- DIRECTIONS FOR THIS TASK: Check every line below for the string "summary", and copy the lines that contain it.

EXTRACTED ENTRIES: Begin

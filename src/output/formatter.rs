use owo_colors::OwoColorize;
use serde::Serialize;
use std::io::IsTerminal;
use terminal_size::{terminal_size, Width};

use crate::evaluation::{EvaluationResult, TrafficLight};
use crate::hooks::{Card, HookResponse, Indicator};
use crate::scenario::{NormalizedDuration, Severity, ValidationIssue};
use crate::scoring::{Alternative, FactorContribution};

/// Check if stdout is a TTY (for auto-detecting color support)
pub fn should_use_colors() -> bool {
    std::io::stdout().is_terminal()
}

/// Get terminal width, defaulting to None for pipes (unlimited)
fn get_terminal_width() -> Option<usize> {
    terminal_size().map(|(Width(w), _)| w as usize)
}

/// Truncate text to fit available width, accounting for Unicode
fn truncate_text(text: &str, max_width: usize) -> String {
    let chars: Vec<char> = text.chars().collect();
    if chars.len() <= max_width {
        text.to_string()
    } else if max_width > 3 {
        format!("{}...", chars[..max_width - 3].iter().collect::<String>())
    } else {
        chars[..max_width].iter().collect()
    }
}

/// Signed contribution with one decimal ("+3.0", "-1.5")
pub fn format_contribution(delta: f64) -> String {
    format!("{:+.1}", delta)
}

/// Wire name of a unit enum ("lower", "high")
fn wire_name<T: Serialize>(value: &T) -> String {
    serde_json::to_value(value)
        .ok()
        .and_then(|v| v.as_str().map(str::to_string))
        .unwrap_or_default()
}

/// Score badge, e.g. "[RED] 1/9"
pub fn format_badge(light: TrafficLight, score: u8, use_colors: bool) -> String {
    let badge = format!("[{}] {}/9", wire_name(&light).to_uppercase(), score);
    if !use_colors {
        return badge;
    }
    match light {
        TrafficLight::Green => badge.green().bold().to_string(),
        TrafficLight::Yellow => badge.yellow().bold().to_string(),
        TrafficLight::Red => badge.red().bold().to_string(),
    }
}

/// Contribution column: 5 chars (fits "+10.0"), right-aligned.
/// Each line shows the running score after the factor.
fn format_contributions(factors: &[FactorContribution], use_colors: bool) -> Vec<String> {
    let term_width = get_terminal_width();
    let delta_width = 5;
    let separator = "  ";

    factors
        .iter()
        .map(|factor| {
            let delta = factor.after - factor.before;
            let delta_str = format!("{:>width$}", format_contribution(delta), width = delta_width);
            let running = format!("-> {:.1}", factor.after);

            let fixed_width = 2 + delta_width + separator.len() * 2 + running.len();
            let label = match term_width {
                Some(width) if width > fixed_width + 10 => {
                    truncate_text(&factor.label, width - fixed_width)
                }
                Some(_) => truncate_text(&factor.label, 20),
                None => factor.label.clone(),
            };

            if use_colors {
                let delta_colored = if delta < 0.0 {
                    delta_str.red().to_string()
                } else {
                    delta_str.green().to_string()
                };
                format!(
                    "  {}{}{}{}{}",
                    delta_colored,
                    separator,
                    label,
                    separator,
                    running.dimmed()
                )
            } else {
                format!("  {}{}{}{}{}", delta_str, separator, label, separator, running)
            }
        })
        .collect()
}

fn format_alternative(alternative: &Alternative) -> String {
    format!(
        "  {}/9  {} (radiation: {}, cost: {})",
        alternative.score,
        alternative.procedure,
        wire_name(&alternative.radiation),
        wire_name(&alternative.cost)
    )
}

fn format_warning(issue: &ValidationIssue, use_colors: bool) -> String {
    let tag = match issue.severity {
        Severity::Critical => "CRITICAL",
        Severity::Error => "ERROR",
        Severity::Warning => "WARNING",
    };
    if use_colors {
        let tag = match issue.severity {
            Severity::Critical => tag.red().bold().to_string(),
            Severity::Error => tag.red().to_string(),
            Severity::Warning => tag.yellow().to_string(),
        };
        format!("  {} {}: {}", tag, issue.field.dimmed(), issue.message)
    } else {
        format!("  {} {}: {}", tag, issue.field, issue.message)
    }
}

/// Format a normalized duration on one line
pub fn format_duration(duration: &NormalizedDuration) -> String {
    format!(
        "{:.2} weeks, pattern {}, confidence {} ({})",
        duration.weeks,
        wire_name(&duration.pattern),
        wire_name(&duration.confidence),
        duration.interpretation
    )
}

/// Format a full evaluation with explanation, alternatives and warnings
pub fn format_evaluation(result: &EvaluationResult, use_colors: bool) -> String {
    let core = &result.result;
    let mut lines = Vec::new();

    let heading = format!("{} ({})", core.category.label(), result.topic.label());
    lines.push(format!(
        "{}  {}",
        format_badge(result.traffic_light, core.final_score, use_colors),
        if use_colors {
            heading.bold().to_string()
        } else {
            heading
        }
    ));
    lines.push(format!(
        "  Coverage: {}  Confidence: {}",
        result.coverage.as_str(),
        wire_name(&core.confidence)
    ));
    lines.push(format!("  Duration: {}", format_duration(&result.duration)));
    lines.push(String::new());
    lines.push(core.recommendation.clone());

    lines.push(String::new());
    lines.push(format!("Factors (baseline {:.1}):", core.baseline_score));
    if result.explanation.contributions.is_empty() {
        lines.push("  none".to_string());
    } else {
        lines.extend(format_contributions(&result.explanation.contributions, use_colors));
    }
    lines.push(format!("  {}", result.explanation.summary));

    if !core.alternatives.is_empty() {
        lines.push(String::new());
        lines.push("Alternatives:".to_string());
        lines.extend(core.alternatives.iter().map(format_alternative));
    }

    if !result.warnings.is_empty() {
        lines.push(String::new());
        lines.push("Warnings:".to_string());
        lines.extend(result.warnings.iter().map(|w| format_warning(w, use_colors)));
    }

    if !core.evidence_sources.is_empty() || !result.evidence.is_empty() {
        lines.push(String::new());
        lines.push("Evidence:".to_string());
        lines.extend(core.evidence_sources.iter().map(|c| format!("  {}", c)));
        lines.extend(
            result
                .evidence
                .iter()
                .map(|link| format!("  {} <{}>", link.title, link.url)),
        );
    }

    lines.join("\n")
}

fn format_card(card: &Card, use_colors: bool) -> String {
    let tag = format!("[{}]", wire_name(&card.indicator));
    let tag = if use_colors {
        match card.indicator {
            Indicator::Info => tag.cyan().to_string(),
            Indicator::Warning => tag.yellow().to_string(),
            Indicator::Critical => tag.red().bold().to_string(),
        }
    } else {
        tag
    };

    let mut lines = vec![format!("{} {}", tag, card.summary)];
    if let Some(detail) = &card.detail {
        lines.extend(detail.lines().map(|l| format!("    {}", l)));
    }
    if let Some(suggestions) = &card.suggestions {
        lines.extend(
            suggestions
                .iter()
                .map(|s| format!("    -> {} ({})", s.label, s.uuid)),
        );
    }
    lines.join("\n")
}

/// Format hook response cards, one block per card
pub fn format_hook_response(response: &HookResponse, use_colors: bool) -> String {
    if response.cards.is_empty() {
        return "No cards.".to_string();
    }

    response
        .cards
        .iter()
        .map(|card| format_card(card, use_colors))
        .collect::<Vec<_>>()
        .join("\n\n")
}

#[cfg(test)]
mod tests {
    use super::*;
    use crate::evaluation::evaluate;
    use crate::hooks::Source;
    use crate::scenario::{normalize_duration, ClinicalScenario, Modality, ProposedImaging};

    fn low_back_pain() -> EvaluationResult {
        evaluate(&ClinicalScenario::new(
            45,
            "male",
            "Lower back pain",
            "3 days",
            ProposedImaging::new(Modality::Ct, "lumbar spine", "low back pain"),
        ))
    }

    #[test]
    fn test_format_contribution() {
        assert_eq!(format_contribution(3.0), "+3.0");
        assert_eq!(format_contribution(-1.5), "-1.5");
        assert_eq!(format_contribution(0.0), "+0.0");
    }

    #[test]
    fn test_format_badge_plain() {
        assert_eq!(format_badge(TrafficLight::Red, 1, false), "[RED] 1/9");
        assert_eq!(format_badge(TrafficLight::Green, 9, false), "[GREEN] 9/9");
    }

    #[test]
    fn test_format_evaluation_plain() {
        let output = format_evaluation(&low_back_pain(), false);
        assert!(output.starts_with("[RED] 1/9  Usually not appropriate (Low back pain)"));
        assert!(output.contains("Coverage: DIRECT_MATCH"));
        assert!(output.contains("-2.0  Acute duration  -> 3.0"));
        assert!(output.contains("Alternatives:"));
        assert!(output.contains("9/9  Conservative management / observation (radiation: none, cost: lower)"));
        assert!(output.contains("Evidence:"));
    }

    #[test]
    fn test_format_evaluation_lists_warnings() {
        let mut scenario = ClinicalScenario::new(
            30,
            "female",
            "Lower back pain",
            "2 weeks",
            ProposedImaging::new(Modality::Ct, "lumbar spine", "low back pain"),
        );
        scenario.pregnancy_status = Some(crate::scenario::PregnancyStatus::Pregnant);
        let output = format_evaluation(&evaluate(&scenario), false);
        assert!(output.contains("Warnings:"));
        assert!(output.contains("CRITICAL pregnancyStatus:"));
    }

    #[test]
    fn test_format_duration() {
        let output = format_duration(&normalize_duration("2 weeks"));
        assert!(output.starts_with("2.00 weeks, pattern constant, confidence high"));
    }

    #[test]
    fn test_truncate_text() {
        assert_eq!(truncate_text("Short", 20), "Short");
        assert_eq!(truncate_text("This is a very long label", 15), "This is a ve...");
        assert_eq!(truncate_text("Hello world", 3), "Hel");
    }

    #[test]
    fn test_format_hook_response() {
        assert_eq!(format_hook_response(&HookResponse::default(), false), "No cards.");

        let response = HookResponse {
            cards: vec![Card {
                summary: "CT head: Usually appropriate (9/9)".to_string(),
                indicator: Indicator::Info,
                source: Source {
                    label: "test".to_string(),
                },
                detail: Some("line one\nline two".to_string()),
                suggestions: None,
            }],
        };
        let output = format_hook_response(&response, false);
        assert_eq!(
            output,
            "[info] CT head: Usually appropriate (9/9)\n    line one\n    line two"
        );
    }
}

EXTRACTED ENTRIES: End

- RESULT OF THIS EXERCISE:
    lines.push(format!("  {}", result.explanation.summary));
    let mut lines = vec![format!("{} {}", tag, card.summary)];
                summary: "CT head: Usually appropriate (9/9)".to_string(),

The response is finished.